Он уже несколько раз пробовал перебраться в столицу, печатал объявления в разделе «Междугородный обмен», даже фиктивно женился, но девица деньги-то взяла, а потом выяснилось, что она и сама лимитчица, прописанная в городе Орле. Пришлось разводиться…
— Москва — джунгли, — продолжал Арнольд, — другое дело — тайга! Я, мужики, когда белке в глаз попадаю, ощущаю то же самое, когда рифму хорошую нахожу…
Мы со Стасом деликатно переглянулись: Арнольд работал корреспондентом в газете «Красноярский зверовод» и белок, судя по всему, видел только в клетках.
— А бывалочи, — не унимался Арнольд, — сидишь у костерка, полешки-то потрескивают, искорки в небо сигают, а на душе так хорошо, так стихоносно… И строчки даже не сочиняются, а всплывают из сердца, как жуки-плавунцы из придонной травки. Я хоть и прозу пишу, а вот тоже недавно сочинил. Сейчас… обождите… Ага…

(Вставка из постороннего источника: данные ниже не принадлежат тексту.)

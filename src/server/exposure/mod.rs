//! API exposures
//!
//! Each exposure consumes a `ServerHost` and produces a Router for its
//! protocol.

pub mod rest;

pub use rest::RestExposure;

#[cfg(feature = "websocket")]
pub mod websocket;

#[cfg(feature = "websocket")]
pub use websocket::WebSocketExposure;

Арнольд профессионально помертвел лицом, вспоминая строчки. Стас и я снова переглянулись и безмолвно договорились не повторять той ошибки, которую давеча допустили с сюжетом Арнольдова романа. Если поэт, неважно — столичный или провинциальный, читает за столом хотя бы одну свою строчку, он уже не остановится, пока не вывалит вам на голову весь накопившийся в его душе стихотворный мусор. Такие поползновения нужно давить в зародыше.
— Ага, вот-вот… — Лицо Арнольда начало угрожающе оживать.
— А вот я, — Стас резко перехватил инициативу, — когда гляжу на пыльные ряды книг в магазине, чувствую себя мальчишкой, вознамерившимся ублажить ненасытное лоно Астарты…
— Кого? — огорченно переспросил Арнольд, еще надеясь, что почитать ему все-таки дадут.
— Та-ак, баба одна… — пояснил высокомерный Стаc. — Нам страшно не повезло: мы живем в эпоху перенасыщенного культурного раствора. Тут недавно ко мне в магазин Любин-Любченко заходил — рассказывал. Это его теория. Чтоб ты, Арнольд, понял, получается эдакая двойная уха!
— Как не понять! — закивал Арнольд.
— Мы с вами жертвы набитых книжных полок, — вздохнул Жгутович, видимо, вспомнив о своем не изданном до сих пор сборнике.
— Жертвы, — согласился Арнольд. — У меня об этом в романе тоже есть…
— Я даже не представляю, — не уступал Стаc, — что сегодня нужно написать, чтобы тебя услышали?!
— Я вот недавно написал! — не унимался и Арнольд.
— Ничего писать не надо, — подыграл я Жгутовичу. — Текст не имеет никакого значения.
— Абсолютно никакого, — согласился Арнольд. — Я вам сейчас об этом рассказ прочитаю!
— Что значит — не имеет значения? — не понял Стаc.
— А то и значит: можно вообще не написать ни строчки и быть знаменитым писателем! Тебя будут изучать, обсуждать, цитировать… — развил я эту внезапно пришедшую мне в голову мысль.
— Цитировать? — переспросил Стас.
— Да — цитировать! — не отступал я, ибо пиво в больших количествах делает человека удивительно упрямым.
— Нонсенс!
— Чего? — не понял Арнольд.
— Вы, конечно, можете меня спросить, — все более воодушевляясь, продолжал я, — почему у классиков все-таки есть тексты? Отвечаю — потому что они были в плену профессиональных условностей: портной должен шить, столяр — строгать, писатель — писать! Допустим, ты не читал Шекспира, а это, в сущности, равносильно тому, как если б он ничего не написал. Но ведь Шекспир все равно гений!
— Все равно, — согласился Арнольд.
— Софистика! — ухмыльнулся Стас.
— Чего? — не понял Арнольд.
— Нет, не софистика, — настырно возразил я. — Софистика — обман ума, рассыпающийся при первом столкновении с действительностью. А я могу доказать свои слова на практике. Я готов взять первого встречного человека, не имеющего о литературе никакого представления, и за месяц-два превратить его в знаменитого писателя!
— Нонсенс! — замахал руками Стас.
— Чего? — снова переспросил Арнольд.
— Фигня! — уточнил Жгутович.
— Ах, фигня! — возмутился я, и кровь с пивом бросились мне в голову.
— Готов поспорить: первого встречного дебила за два месяца я сделаю знаменитым писателем, его будут узнавать на улицах, критики станут писать о нем статьи, и вы будете гордиться знакомством с ним!
Несмотря на решительную интонацию, все это было сказано мной, конечно же, в риторическом порыве и с оттенком явного алкогольного романтизма. Но Стас рассудил иначе.